### Task directions
Print the entries exactly as given.

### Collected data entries
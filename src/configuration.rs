use std::time::Duration;

use secrecy::{ExposeSecret, Secret};
use serde::Deserialize;
use sqlx::postgres::{PgConnectOptions, PgSslMode};

#[derive(Deserialize, Clone)]
pub struct Configuration {
    pub application: ApplicationConfigs,
    pub database: DatabaseConfigs,
}

#[derive(Deserialize, Clone)]
pub struct ApplicationConfigs {
    pub host: String,
    pub port: u16,
}

#[derive(Deserialize, Clone)]
pub struct DatabaseConfigs {
    pub username: String,
    pub password: Secret<String>,
    pub port: u16,
    pub host: String,
    pub database_name: String,
    pub require_ssl: bool,
    pub acquire_timeout_milliseconds: u64,
}

impl DatabaseConfigs {
    /// Options for the server itself, used to create throwaway databases in tests.
    pub fn without_db(&self) -> PgConnectOptions {
        let ssl_mode = if self.require_ssl {
            PgSslMode::Require
        } else {
            PgSslMode::Prefer
        };

        PgConnectOptions::new()
            .host(&self.host)
            .username(&self.username)
            .password(self.password.expose_secret())
            .port(self.port)
            .ssl_mode(ssl_mode)
    }

    pub fn connect_options(&self) -> PgConnectOptions {
        self.without_db().database(&self.database_name)
    }

    pub fn acquire_timeout(&self) -> Duration {
        Duration::from_millis(self.acquire_timeout_milliseconds)
    }
}

#[derive(Debug, PartialEq, Eq)]
pub enum Environment {
    Local,
    Production,
}

impl Environment {
    pub fn as_str(&self) -> &'static str {
        match self {
            Environment::Local => "local",
            Environment::Production => "production",
        }
    }
}

impl TryFrom<String> for Environment {
    type Error = String;

    fn try_from(s: String) -> Result<Self, Self::Error> {
        match s.to_lowercase().as_str() {
            "local" => Ok(Self::Local),
            "production" => Ok(Self::Production),
            other => Err(format!(
                "{other} is not a supported environment. Use either `local` or `production`."
            )),
        }
    }
}

/// Reads `configuration/base.yaml`, then the file named by `APP_ENVIRONMENT`,
/// then `APP_`-prefixed environment variables (e.g. `APP_APPLICATION__PORT=5001`).
pub fn get_config() -> Result<Configuration, config::ConfigError> {
    let base_path =
        std::env::current_dir().map_err(|e| config::ConfigError::Foreign(Box::new(e)))?;
    let configuration_directory = base_path.join("configuration");

    let environment: Environment = std::env::var("APP_ENVIRONMENT")
        .unwrap_or_else(|_| "local".into())
        .try_into()
        .map_err(config::ConfigError::Message)?;
    let environment_filename = format!("{}.yaml", environment.as_str());

    let configs = config::Config::builder()
        .add_source(config::File::from(configuration_directory.join("base.yaml")))
        .add_source(config::File::from(
            configuration_directory.join(environment_filename),
        ))
        .add_source(
            config::Environment::with_prefix("APP")
                .prefix_separator("_")
                .separator("__")
                .try_parsing(true),
        )
        .build()?;

    configs.try_deserialize::<Configuration>()
}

### The answer
filename src/configuration.rs
use std::time::Duration;

use secrecy::{ExposeSecret, Secret};
use serde::Deserialize;
use sqlx::postgres::{PgConnectOptions, PgSslMode};

#[derive(Deserialize, Clone)]
pub struct Configuration {
    pub application: ApplicationConfigs,
    pub database: DatabaseConfigs,
}

#[derive(Deserialize, Clone)]
pub struct ApplicationConfigs {
    pub host: String,
    pub port: u16,
}

#[derive(Deserialize, Clone)]
pub struct DatabaseConfigs {
    pub username: String,
    pub password: Secret<String>,
    pub port: u16,
    pub host: String,
    pub database_name: String,
    pub require_ssl: bool,
    pub acquire_timeout_milliseconds: u64,
}

impl DatabaseConfigs {
    /// Options for the server itself, used to create throwaway databases in tests.
    pub fn without_db(&self) -> PgConnectOptions {
        let ssl_mode = if self.require_ssl {
            PgSslMode::Require
        } else {
            PgSslMode::Prefer
        };

        PgConnectOptions::new()
            .host(&self.host)
            .username(&self.username)
            .password(self.password.expose_secret())
            .port(self.port)
            .ssl_mode(ssl_mode)
    }

    pub fn connect_options(&self) -> PgConnectOptions {
        self.without_db().database(&self.database_name)
    }

    pub fn acquire_timeout(&self) -> Duration {
        Duration::from_millis(self.acquire_timeout_milliseconds)
    }
}

#[derive(Debug, PartialEq, Eq)]
pub enum Environment {
    Local,
    Production,
}

impl Environment {
    pub fn as_str(&self) -> &'static str {
        match self {
            Environment::Local => "local",
            Environment::Production => "production",
        }
    }
}

impl TryFrom<String> for Environment {
    type Error = String;

    fn try_from(s: String) -> Result<Self, Self::Error> {
        match s.to_lowercase().as_str() {
            "local" => Ok(Self::Local),
            "production" => Ok(Self::Production),
            other => Err(format!(
                "{other} is not a supported environment. Use either `local` or `production`."
            )),
        }
    }
}

/// Reads `configuration/base.yaml`, then the file named by `APP_ENVIRONMENT`,
/// then `APP_`-prefixed environment variables (e.g. `APP_APPLICATION__PORT=5001`).
pub fn get_config() -> Result<Configuration, config::ConfigError> {
    let base_path =
        std::env::current_dir().map_err(|e| config::ConfigError::Foreign(Box::new(e)))?;
    let configuration_directory = base_path.join("configuration");

    let environment: Environment = std::env::var("APP_ENVIRONMENT")
        .unwrap_or_else(|_| "local".into())
        .try_into()
        .map_err(config::ConfigError::Message)?;
    let environment_filename = format!("{}.yaml", environment.as_str());

    let configs = config::Config::builder()
        .add_source(config::File::from(configuration_directory.join("base.yaml")))
        .add_source(config::File::from(
            configuration_directory.join(environment_filename),
        ))
        .add_source(
            config::Environment::with_prefix("APP")
                .prefix_separator("_")
                .separator("__")
                .try_parsing(true),
        )
        .build()?;

    configs.try_deserialize::<Configuration>()
}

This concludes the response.